1- Better installer. Our plug-ins feature a proper uninstaller now which makes use of the roaming folder. Until now, our plug-in installers were simply copying the plug-in files to the target folder.

2- In-line context help for each configurable attribute, in the form of floating balloon tooltips. The screenshot above displays what they look like.

3- Better watermark (less intrusive and more elegant) in the DEMO.

Thanks for watching!

Arion for Rhinoceros v2.7.0 toolbar

Dear users,

Arion for Rhinoceros v2.7.0 is coming soon.

Among many other improvements that we will detail as soon as we release, we have been doing some improvements in the UI. For example, we have added a toolbar with the most common operations in Arion:

Arion for Rhinoceros toolbar

Thank you for reading!

New installers (and uninstallers)

Dear Arion users,

We have worked a bit on our software setups.

– Now all our plug-in setups feature an uninstaller.

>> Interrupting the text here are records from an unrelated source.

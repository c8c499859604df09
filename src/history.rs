//! Typed decode of controller output.
//!
//! Everything downstream of this module works on [`HistoryWindow`] and
//! [`AppView`], never on raw CLI text.

use crate::error::DeployError;
use crate::types::{HealthStatus, HistoryEntry, HistoryWindow};
use serde::Deserialize;

/// The parts of `app get --output json` the orchestrators read.
#[derive(Debug, Clone, PartialEq, Eq)]
pub struct AppView {
    /// `.status.health.status`
    pub health: HealthStatus,
    /// `.spec.syncPolicy.automated` is present and non-null.
    pub auto_sync: bool,
}

#[derive(Deserialize)]
struct RawApp {
    #[serde(default)]
    spec: RawSpec,
    #[serde(default)]
    status: RawStatus,
}

#[derive(Deserialize, Default)]
#[serde(rename_all = "camelCase")]
struct RawSpec {
    sync_policy: Option<RawSyncPolicy>,
}

#[derive(Deserialize)]
struct RawSyncPolicy {
    automated: Option<serde_json::Value>,
}

#[derive(Deserialize, Default)]
struct RawStatus {
    health: Option<RawHealth>,
}

#[derive(Deserialize)]
struct RawHealth {
    #[serde(default)]
    status: String,
}

/// Decode `app get --output json`.
pub fn decode_app(json: &str) -> Result<AppView, DeployError> {
    let raw: RawApp = serde_json::from_str(json)
        .map_err(|e| DeployError::Decode(format!("app get: {}", e)))?;

    let health = raw
        .status
        .health
        .map(|h| HealthStatus::from_controller(&h.status))
        .unwrap_or(HealthStatus::Unknown);

    let auto_sync = raw
        .spec
        .sync_policy
        .and_then(|p| p.automated)
        .is_some_and(|v| !v.is_null());

    Ok(AppView { health, auto_sync })
}

/// Decode the tabular `app history` output.
///
/// ```text
/// SOURCE  https://github.com/org/deploy.git
/// ID      DATE                           REVISION
/// 7       2024-05-01 10:00:00 +0000 UTC  4f1c2a9 (main)
/// 8       2024-05-02 11:30:00 +0000 UTC  9be07d1 (main)
/// ```
///
/// Rows are located by the `ID` header and the revision is read at the
/// header's `REVISION` column offset. Lines whose first token is not a
/// number are skipped.
pub fn parse_history(output: &str) -> Result<HistoryWindow, DeployError> {
    if output.trim().is_empty() {
        return Ok(HistoryWindow::default());
    }

    let mut revision_offset: Option<usize> = None;
    let mut entries = Vec::new();

    for line in output.lines() {
        let trimmed = line.trim_start();
        if trimmed.starts_with("ID") && line.contains("REVISION") {
            revision_offset = line.find("REVISION");
            continue;
        }

        let Some(offset) = revision_offset else {
            continue;
        };

        let mut tokens = trimmed.split_whitespace();
        let Some(first) = tokens.next() else {
            continue;
        };
        if !first.chars().all(|c| c.is_ascii_digit()) {
            continue;
        }
        let id: u64 = first
            .parse()
            .map_err(|e| DeployError::Decode(format!("history id {:?}: {}", first, e)))?;

        let revision = line
            .get(offset..)
            .and_then(|rest| rest.split_whitespace().next())
            .or_else(|| trimmed.split_whitespace().last())
            .unwrap_or_default()
            .to_string();

        let deployed_at = line
            .get(..offset)
            .map(|head| head.trim_start().trim_start_matches(first).trim().to_string())
            .unwrap_or_default();

        entries.push(HistoryEntry {
            id,
            revision,
            deployed_at,
            position: 0,
        });
    }

    if revision_offset.is_none() {
        return Err(DeployError::Decode(
            "app history: header row with ID and REVISION not found".into(),
        ));
    }

    Ok(HistoryWindow::new(entries))
}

Before, only Arion stand-alone would.
– Now all our setups show up in the “Add/Remove Programs” area.
– Now all our setups feature rcconv.exe and rcshellex.exe. Before, only Arion stand-alone would.

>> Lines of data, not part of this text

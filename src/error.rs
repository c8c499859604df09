//! Error types for the deploy/rollback orchestration.
//!
//! No `anyhow` leakage. Explicit, typed errors. Health states are not
//! errors: a degraded application is a [`crate::HealthOutcome`], not a
//! [`DeployError`].

#[derive(Debug, thiserror::Error)]
pub enum DeployError {
    /// Missing or invalid required input.
    #[error("configuration error: {0}")]
    Configuration(String),

    /// Authentication failed or the controller is unreachable.
    #[error("controller unreachable: {0}")]
    Connectivity(String),

    /// No resolvable revision or history entry.
    #[error("not found: {0}")]
    NotFound(String),

    /// A controller or agent command exited non-zero.
    #[error("command `{command}` failed: code={code}, stderr={stderr}")]
    Operation {
        command: String,
        code: i32,
        stderr: String,
    },

    /// Controller output could not be decoded.
    #[error("failed to decode controller output: {0}")]
    Decode(String),

    #[error("metadata store error: {0}")]
    Storage(String),

    #[error("invalid workflow state: {0}")]
    InvalidState(String),

    #[error("timeout: {0}")]
    Timeout(String),

    /// The process was told to stop (SIGINT / SIGTERM) mid-operation.
    #[error("interrupted: {0}")]
    Interrupted(String),
}

impl DeployError {
    /// Build an [`DeployError::Operation`] from a command line and its result.
    pub fn operation(
        command: impl Into<String>,
        code: Option<i32>,
        stderr: impl Into<String>,
    ) -> Self {
        DeployError::Operation {
            command: command.into(),
            code: code.unwrap_or(-1),
            stderr: stderr.into(),
        }
    }

    /// Whether this error ends the run immediately.
    ///
    /// Operation failures are not fatal on their own: they feed the
    /// failure-branch logic of the orchestrators.
    pub fn is_fatal(&self) -> bool {
        matches!(
            self,
            DeployError::Configuration(_)
                | DeployError::Connectivity(_)
                | DeployError::NotFound(_)
                | DeployError::InvalidState(_)
                | DeployError::Interrupted(_)
        )
    }
}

In the special case of Arion for Rhinoceros:

– The installer auto-registers the plug-in on first launch.
– The installer handles the plug-in RUI (custom menu and toolbar).
– The uninstaller auto-unregisters the plug-in from Rhino.

New RandomControl installer

Thank you for reading.

LO pro — GPU low priority

Dear users,

We have added a new LO/HI priority switch in the Hardware Configuration panel of all the Arion-based products:

Arion’s low priority toggle

This toggle allows the GPU to breathe, so the system scheduler can gain control of the GPU at regular intervals (e.g., to update the UI). This is of no use for a render-dedicated GPU, but can be of critical importance for a display card which is used to handle the display and to render at the same time.

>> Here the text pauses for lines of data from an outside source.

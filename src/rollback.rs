//! Rollback Orchestrator
//!
//! Rolls an application back to a resolved history entry with automated
//! sync paused, records the outcome and reports it. The result is final
//! for the run: the caller turns it into the process exit.

use crate::agent::PipelineAgent;
use crate::backend::ArgoBackend;
use crate::error::DeployError;
use crate::guard::AutoSyncGuard;
use crate::notify::{Notification, NotificationKind};
use crate::report::{ReportSettings, Reporter};
use crate::resolver::RevisionResolver;
use crate::store::{DeploymentLedger, DeploymentRecord, DeploymentStatus, HistoryOutcome, MetadataStore};
use crate::types::RollbackKind;
use tracing::{error, info, warn};

/// What a rollback attempt ended as.
#[derive(Debug, Clone, PartialEq, Eq)]
pub struct RollbackOutcome {
    pub success: bool,
    pub kind: RollbackKind,
    pub history_id: Option<u64>,
    pub reason: String,
    pub record: DeploymentRecord,
}

impl RollbackOutcome {
    pub fn notification_kind(&self) -> NotificationKind {
        NotificationKind::rollback(self.kind, self.success)
    }
}

pub struct RollbackOrchestrator<'a, B: ArgoBackend, A: PipelineAgent> {
    backend: &'a B,
    agent: &'a A,
    store: &'a dyn MetadataStore,
    operation_timeout_secs: u64,
    report: ReportSettings,
}

impl<'a, B: ArgoBackend, A: PipelineAgent> RollbackOrchestrator<'a, B, A> {
    pub fn new(
        backend: &'a B,
        agent: &'a A,
        store: &'a dyn MetadataStore,
        operation_timeout_secs: u64,
        report: ReportSettings,
    ) -> Self {
        Self {
            backend,
            agent,
            store,
            operation_timeout_secs,
            report,
        }
    }

    /// Standalone rollback of `app` to `target` (a history id or a source
    /// revision). Starts a fresh deployment record.
    pub async fn rollback(
        &self,
        app: &str,
        target: &str,
        kind: RollbackKind,
    ) -> Result<RollbackOutcome, DeployError> {
        self.execute(app, target, kind, None).await
    }

    /// Rollback continuing a deploy record from the same run.
    pub async fn rollback_from(
        &self,
        record: DeploymentRecord,
        target: &str,
        kind: RollbackKind,
        reason: &str,
    ) -> Result<RollbackOutcome, DeployError> {
        let app = record.app.clone();
        self.execute(&app, target, kind, Some((record, reason))).await
    }

    async fn execute(
        &self,
        app: &str,
        target: &str,
        kind: RollbackKind,
        continuing: Option<(DeploymentRecord, &str)>,
    ) -> Result<RollbackOutcome, DeployError> {
        let target = target.trim();
        if target.is_empty() {
            return Err(DeployError::Configuration(
                "rollback target revision is empty".into(),
            ));
        }

        let ledger = DeploymentLedger::new(self.store);
        let resolver = RevisionResolver::new(self.backend, self.store);

        let history_id = match resolver.resolve_history_id(app, target).await {
            Ok(found) => found,
            Err(e) => {
                warn!(app = %app, target = %target, error = %e, "could not resolve rollback target");
                None
            }
        };

        let mut record = match continuing {
            Some((mut record, reason)) => {
                record.transition(DeploymentStatus::RollingBack, reason)?;
                record.current_version = history_id.or(record.current_version);
                record
            }
            None => {
                let live = self.live_version(app).await;
                DeploymentRecord::rolling_back(app, live, history_id)
            }
        };
        save_best_effort(&ledger, &record).await;

        let Some(history_id) = history_id else {
            let reason = format!("rollback target {} not found in history", target);
            error!(app = %app, target = %target, "{}", reason);
            return Ok(self.finish(record, kind, None, Err(reason)).await);
        };

        info!(app = %app, history_id, kind = kind.label(), "rolling back");

        let timeout = self.operation_timeout_secs;
        let result = AutoSyncGuard::new(self.backend)
            .run(app, || async {
                self.backend.rollback(app, history_id, timeout).await?;
                if kind == RollbackKind::Automatic {
                    self.backend.wait_healthy(app, timeout).await?;
                }
                Ok::<(), DeployError>(())
            })
            .await;

        let result = result.map_err(|e| e.to_string());
        if result.is_ok() {
            record.current_version = Some(history_id);
            if let Err(e) = ledger
                .record_outcome(app, history_id, HistoryOutcome::Success)
                .await
            {
                warn!(app = %app, history_id, error = %e, "failed to record history outcome");
            }
        }

        Ok(self.finish(record, kind, Some(history_id), result).await)
    }

    async fn finish(
        &self,
        mut record: DeploymentRecord,
        kind: RollbackKind,
        history_id: Option<u64>,
        result: Result<(), String>,
    ) -> RollbackOutcome {
        let (success, status, reason) = match result {
            Ok(()) => (true, DeploymentStatus::RolledBack, "success".to_string()),
            Err(reason) => (false, DeploymentStatus::RollbackFailed, reason),
        };

        if let Err(e) = record.transition(status, reason.clone()) {
            warn!(app = %record.app, error = %e, "unexpected record state");
        }
        save_best_effort(&DeploymentLedger::new(self.store), &record).await;

        if success {
            info!(app = %record.app, history_id, kind = kind.label(), "rollback succeeded");
        } else {
            error!(app = %record.app, kind = kind.label(), reason = %reason, "rollback failed");
        }

        let revision = match history_id {
            Some(id) => self.revision_of(&record.app, id).await,
            None => None,
        };

        let mut notification = Notification::new(
            NotificationKind::rollback(kind, success),
            record.app.clone(),
            if success { String::new() } else { reason.clone() },
        );
        if let Some(id) = history_id {
            notification = notification.with_history_id(id);
        }
        if let Some(revision) = revision {
            notification = notification.with_revision(revision);
        }

        Reporter::new(self.backend, self.agent, self.report.clone())
            .conclude(&notification)
            .await;

        RollbackOutcome {
            success,
            kind,
            history_id,
            reason,
            record,
        }
    }

    async fn live_version(&self, app: &str) -> Option<u64> {
        match self.backend.history(app).await {
            Ok(window) => window.latest().map(|e| e.id),
            Err(e) => {
                warn!(app = %app, error = %e, "could not read history");
                None
            }
        }
    }

    async fn revision_of(&self, app: &str, history_id: u64) -> Option<String> {
        let window = self.backend.history(app).await.ok()?;
        window
            .entries()
            .iter()
            .find(|e| e.id == history_id)
            .map(|e| e.revision.clone())
    }
}

pub(crate) async fn save_best_effort(ledger: &DeploymentLedger<'_>, record: &DeploymentRecord) {
    if let Err(e) = ledger.save_record(record).await {
        warn!(app = %record.app, error = %e, "failed to persist deployment record");
    }
}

Arion’s low priority mode in action

A common request that our users and DEMO users have told us about is that Arion exhausts the GPU resources so heavily, that lag in the UI when editing, or when rendering in the background becomes frustrating. Until now, this could only be avoided by excluding the display GPU from the render. While this is a good sign that means that Arion is really exploiting the computing capabilities of the computer, it can become a serious annoyance in some cases. Specially for users with a single GPU in their system.

The new LO prio toggle…

1- …will allow those users (or DEMO users) with a single GPU (shared for display and rendering) to have a smooth UI experience, or even to switch over to other tasks while rendering in the background.

2- …will allow users with multiple GPUs (all of them but one used for rendering exclusively) to use the display card for rendering also, without lagging the UI or the OS.

This feature trades some rendering performance for a much smoother UI/OS, and is of course optional, and disabled by default. After some intensive testing, we have found that the impact in speed is highly dependent on the architecture of the GPUs. It ranges between 15%-40%.

Thanks for reading!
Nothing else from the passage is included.